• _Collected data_
______
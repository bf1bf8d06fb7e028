#![warn(missing_docs)]
#![warn(clippy::missing_docs_in_private_items)]

use std::path::Path;

use anyhow::{Context, Result};
use serde::{Deserialize, Serialize};

use super::{Cardinality, Composite, Coverage, Diagram, DiagramError, Disjointness, Edge, Vertex};

/// What a vertex record describes.
#[derive(Debug, Clone, Copy, PartialEq, Eq, Serialize, Deserialize)]
#[serde(rename_all = "snake_case")]
pub enum VertexRecordKind {
    /// An entity.
    Entity,
    /// A relationship.
    Relationship,
    /// An attribute.
    Attribute,
}

/// A vertex as exported by a diagram tool.
#[derive(Debug, Clone, Serialize, Deserialize)]
pub struct VertexRecord {
    /// Vertex id.
    pub id:   String,
    /// Label, possibly empty.
    #[serde(default)]
    pub name: String,
    /// Kind of vertex.
    pub kind: VertexRecordKind,
    /// Whether an attribute is drawn as a key.
    #[serde(default)]
    pub key:  bool,
}

/// Annotations of an is-a edge.
#[derive(Debug, Clone, Default, Serialize, Deserialize)]
pub struct GeneralizationRecord {
    /// Coverage label, eg. `complete`.
    #[serde(default)]
    pub coverage:     Option<String>,
    /// Disjointness label, eg. `exclusive`.
    #[serde(default)]
    pub disjointness: Option<String>,
}

/// An edge as exported by a diagram tool.
#[derive(Debug, Clone, Serialize, Deserialize)]
pub struct EdgeRecord {
    /// Edge id.
    pub id:             String,
    /// Source vertex id, if the exporter resolved one.
    #[serde(default)]
    pub source:         Option<String>,
    /// Target vertex id, if the exporter resolved one.
    #[serde(default)]
    pub target:         Option<String>,
    /// Cardinality label, eg. `0..N` or `ONE`.
    #[serde(default)]
    pub cardinality:    Option<String>,
    /// Free text attached to the edge.
    #[serde(default)]
    pub description:    Vec<String>,
    /// Present for is-a edges, where `source` is the child.
    #[serde(default)]
    pub generalization: Option<GeneralizationRecord>,
}

/// A composite key as exported by a diagram tool.
#[derive(Debug, Clone, Serialize, Deserialize)]
pub struct CompositeRecord {
    /// Composite id.
    pub id:    String,
    /// Owning entity id.
    pub owner: String,
    /// Edges linking the owner to the key parts.
    pub edges: Vec<String>,
}

/// A tool-neutral JSON export of an ER diagram.
#[derive(Debug, Clone, Default, Serialize, Deserialize)]
pub struct DiagramDocument {
    /// All vertices.
    #[serde(default)]
    pub vertices:   Vec<VertexRecord>,
    /// All edges.
    #[serde(default)]
    pub edges:      Vec<EdgeRecord>,
    /// All composite keys.
    #[serde(default)]
    pub composites: Vec<CompositeRecord>,
}

impl DiagramDocument {
    /// Parses a JSON document.
    pub fn from_json(text: &str) -> Result<Self> {
        serde_json::from_str(text).context("Failed to parse diagram document")
    }

    /// Reads and parses a JSON document from disk.
    pub fn load(path: &Path) -> Result<Self> {
        let text = std::fs::read_to_string(path)
            .with_context(|| format!("Could not read diagram {}", path.display()))?;
        Self::from_json(&text).with_context(|| format!("In {}", path.display()))
    }

    /// Builds the normalized diagram described by this document.
    pub fn into_diagram(self) -> Result<Diagram, DiagramError> {
        let mut builder = Diagram::builder();

        for v in self.vertices {
            let vertex = match v.kind {
                VertexRecordKind::Entity => Vertex::entity(v.id, v.name),
                VertexRecordKind::Relationship => Vertex::relationship(v.id, v.name),
                VertexRecordKind::Attribute => Vertex::attribute(v.id, v.name, v.key),
            };
            builder.add_vertex(vertex)?;
        }

        for e in self.edges {
            let mut edge = match e.generalization {
                Some(g) => Edge::generalization(
                    e.id,
                    e.source,
                    e.target,
                    g.coverage
                        .as_deref()
                        .map_or(Coverage::Unrecognized, Coverage::from_label),
                    g.disjointness
                        .as_deref()
                        .map_or(Disjointness::Unrecognized, Disjointness::from_label),
                ),
                None => Edge::connection(e.id, e.source, e.target).with_cardinality(
                    e.cardinality
                        .as_deref()
                        .map_or(Cardinality::None, Cardinality::from_label),
                ),
            };
            for line in e.description {
                edge = edge.with_description(line);
            }
            builder.add_edge(edge)?;
        }

        for c in self.composites {
            builder.add_composite(Composite::new(c.id, c.owner, c.edges))?;
        }

        builder.build()
    }
}

#[cfg(test)]
mod tests {
    use super::*;

    const LIBRARY: &str = r#"{
        "vertices": [
            { "id": "book", "name": "Book", "kind": "entity" },
            { "id": "isbn", "name": "isbn", "kind": "attribute", "key": true },
            { "id": "novel", "name": "Novel", "kind": "entity" }
        ],
        "edges": [
            { "id": "e1", "source": "book", "target": "isbn" },
            { "id": "e2", "source": "novel", "target": "book",
              "generalization": { "coverage": "partial", "disjointness": "overlap" } },
            { "id": "e3", "source": "book", "target": "nowhere", "cardinality": "lots" }
        ]
    }"#;

    #[test]
    fn documents_become_normalized_diagrams() {
        let diagram = DiagramDocument::from_json(LIBRARY)
            .expect("parse")
            .into_diagram()
            .expect("build");

        let e1 = diagram.edge("e1").expect("e1");
        assert_eq!(e1.source(), Some("isbn"));

        let e2 = diagram.edge("e2").expect("e2");
        assert_eq!(e2.kind(), super::super::EdgeKind::Generalization {
            coverage:     Coverage::Partial,
            disjointness: Disjointness::Overlapping,
        });

        let e3 = diagram.edge("e3").expect("e3");
        assert_eq!(e3.target(), None);
        assert_eq!(e3.cardinality(), Cardinality::Unrecognized);

        let novel = diagram.vertex("novel").expect("novel");
        assert!(diagram.has_identifier(novel));
    }

    #[test]
    fn malformed_json_is_an_error() {
        assert!(DiagramDocument::from_json("{ \"vertices\": 3 }").is_err());
    }
}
______
Give the number of lines in the entries above that contain the word "CompositeRecord", with no accompanying text.

• _Written solution_
2